* DATA LISTING:
————————

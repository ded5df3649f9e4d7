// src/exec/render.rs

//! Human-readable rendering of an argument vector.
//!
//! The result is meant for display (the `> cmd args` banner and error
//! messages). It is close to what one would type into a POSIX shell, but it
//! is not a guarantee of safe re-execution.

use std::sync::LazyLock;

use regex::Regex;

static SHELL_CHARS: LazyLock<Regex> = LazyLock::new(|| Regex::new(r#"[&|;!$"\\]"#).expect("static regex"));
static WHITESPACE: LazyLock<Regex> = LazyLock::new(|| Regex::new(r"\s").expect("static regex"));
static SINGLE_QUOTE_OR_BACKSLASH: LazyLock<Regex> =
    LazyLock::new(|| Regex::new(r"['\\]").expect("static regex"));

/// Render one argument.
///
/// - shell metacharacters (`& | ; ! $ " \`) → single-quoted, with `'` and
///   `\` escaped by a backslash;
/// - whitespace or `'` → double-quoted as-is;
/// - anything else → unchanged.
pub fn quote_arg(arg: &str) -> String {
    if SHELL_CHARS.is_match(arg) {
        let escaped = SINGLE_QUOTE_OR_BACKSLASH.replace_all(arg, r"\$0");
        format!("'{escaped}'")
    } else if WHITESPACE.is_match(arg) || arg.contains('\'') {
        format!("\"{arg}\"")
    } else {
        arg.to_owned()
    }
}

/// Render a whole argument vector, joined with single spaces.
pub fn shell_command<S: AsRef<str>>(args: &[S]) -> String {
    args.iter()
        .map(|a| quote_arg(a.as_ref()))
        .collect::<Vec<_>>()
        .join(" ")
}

————————

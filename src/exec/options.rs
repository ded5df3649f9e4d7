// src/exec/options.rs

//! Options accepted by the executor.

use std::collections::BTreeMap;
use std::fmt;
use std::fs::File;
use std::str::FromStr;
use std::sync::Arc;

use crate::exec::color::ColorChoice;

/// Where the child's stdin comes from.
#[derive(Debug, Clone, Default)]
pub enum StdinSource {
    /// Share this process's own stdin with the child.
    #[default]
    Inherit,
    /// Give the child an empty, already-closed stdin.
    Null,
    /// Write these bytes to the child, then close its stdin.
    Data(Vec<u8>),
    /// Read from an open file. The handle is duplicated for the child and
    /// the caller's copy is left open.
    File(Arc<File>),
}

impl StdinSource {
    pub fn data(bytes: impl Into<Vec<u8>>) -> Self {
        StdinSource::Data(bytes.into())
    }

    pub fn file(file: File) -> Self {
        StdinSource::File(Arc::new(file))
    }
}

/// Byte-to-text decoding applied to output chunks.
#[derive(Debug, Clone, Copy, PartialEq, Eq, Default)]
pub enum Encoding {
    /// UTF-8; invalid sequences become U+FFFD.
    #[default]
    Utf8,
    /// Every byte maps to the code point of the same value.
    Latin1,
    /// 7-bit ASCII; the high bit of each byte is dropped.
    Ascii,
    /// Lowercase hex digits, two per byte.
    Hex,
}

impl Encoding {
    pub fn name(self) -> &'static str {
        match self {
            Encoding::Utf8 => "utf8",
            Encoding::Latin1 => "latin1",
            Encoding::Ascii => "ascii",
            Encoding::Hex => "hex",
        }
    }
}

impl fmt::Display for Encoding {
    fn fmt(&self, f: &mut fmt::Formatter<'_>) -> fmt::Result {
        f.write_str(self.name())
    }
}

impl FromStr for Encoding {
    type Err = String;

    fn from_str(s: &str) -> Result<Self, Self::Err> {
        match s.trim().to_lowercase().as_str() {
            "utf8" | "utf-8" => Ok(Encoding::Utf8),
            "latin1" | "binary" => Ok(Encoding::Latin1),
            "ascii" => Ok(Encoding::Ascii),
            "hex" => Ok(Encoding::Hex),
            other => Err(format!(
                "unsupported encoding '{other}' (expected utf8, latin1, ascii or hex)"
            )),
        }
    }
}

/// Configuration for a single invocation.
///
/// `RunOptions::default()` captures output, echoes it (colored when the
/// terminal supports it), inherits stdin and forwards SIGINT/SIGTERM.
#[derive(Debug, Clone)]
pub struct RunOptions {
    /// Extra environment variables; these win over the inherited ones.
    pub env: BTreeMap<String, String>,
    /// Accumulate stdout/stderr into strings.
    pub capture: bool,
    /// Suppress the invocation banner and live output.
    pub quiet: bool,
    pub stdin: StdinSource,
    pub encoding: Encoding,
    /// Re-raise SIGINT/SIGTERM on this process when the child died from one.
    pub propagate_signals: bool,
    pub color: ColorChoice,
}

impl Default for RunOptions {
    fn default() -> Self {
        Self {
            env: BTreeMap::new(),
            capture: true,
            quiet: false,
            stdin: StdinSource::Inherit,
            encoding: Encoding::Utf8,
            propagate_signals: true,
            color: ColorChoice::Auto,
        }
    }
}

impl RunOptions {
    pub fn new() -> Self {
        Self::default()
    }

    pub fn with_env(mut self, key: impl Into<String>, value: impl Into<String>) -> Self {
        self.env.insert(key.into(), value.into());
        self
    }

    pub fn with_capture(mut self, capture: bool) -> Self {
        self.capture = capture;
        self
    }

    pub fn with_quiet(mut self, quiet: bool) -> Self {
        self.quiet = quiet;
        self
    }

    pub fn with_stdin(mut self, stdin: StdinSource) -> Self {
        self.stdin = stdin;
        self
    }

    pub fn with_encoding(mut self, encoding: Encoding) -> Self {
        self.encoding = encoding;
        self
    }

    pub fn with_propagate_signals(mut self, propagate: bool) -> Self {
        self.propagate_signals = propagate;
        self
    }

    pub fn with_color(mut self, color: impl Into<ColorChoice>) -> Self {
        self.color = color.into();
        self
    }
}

————————

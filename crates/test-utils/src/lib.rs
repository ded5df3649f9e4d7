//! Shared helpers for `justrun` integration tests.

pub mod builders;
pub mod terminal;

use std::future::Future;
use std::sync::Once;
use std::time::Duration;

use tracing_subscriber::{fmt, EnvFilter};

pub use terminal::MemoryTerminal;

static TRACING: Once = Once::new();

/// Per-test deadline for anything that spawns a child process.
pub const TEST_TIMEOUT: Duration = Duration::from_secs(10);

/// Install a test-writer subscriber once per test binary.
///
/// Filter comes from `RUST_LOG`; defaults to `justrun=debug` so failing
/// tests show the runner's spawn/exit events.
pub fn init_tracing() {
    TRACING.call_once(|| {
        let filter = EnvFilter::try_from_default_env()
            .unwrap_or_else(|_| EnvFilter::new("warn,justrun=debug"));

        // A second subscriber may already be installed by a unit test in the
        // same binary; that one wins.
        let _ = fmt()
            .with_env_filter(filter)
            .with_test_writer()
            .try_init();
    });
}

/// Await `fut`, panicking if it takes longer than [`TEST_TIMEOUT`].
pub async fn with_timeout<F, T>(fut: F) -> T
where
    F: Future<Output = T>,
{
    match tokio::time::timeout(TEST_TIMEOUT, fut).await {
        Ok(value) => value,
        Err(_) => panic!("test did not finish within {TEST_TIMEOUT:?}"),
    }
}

————————

* TASK PROMPT:
Retype, exactly and in full, the lines above from the one containing "pub mod builders;" through the one containing "let _ = fmt()".

* WORKED SOLUTION:
pub mod builders;
pub mod terminal;

use std::future::Future;
use std::sync::Once;
use std::time::Duration;

use tracing_subscriber::{fmt, EnvFilter};

pub use terminal::MemoryTerminal;

static TRACING: Once = Once::new();

/// Per-test deadline for anything that spawns a child process.
pub const TEST_TIMEOUT: Duration = Duration::from_secs(10);

/// Install a test-writer subscriber once per test binary.
///
/// Filter comes from `RUST_LOG`; defaults to `justrun=debug` so failing
/// tests show the runner's spawn/exit events.
pub fn init_tracing() {
    TRACING.call_once(|| {
        let filter = EnvFilter::try_from_default_env()
            .unwrap_or_else(|_| EnvFilter::new("warn,justrun=debug"));

        // A second subscriber may already be installed by a unit test in the
        // same binary; that one wins.
        let _ = fmt()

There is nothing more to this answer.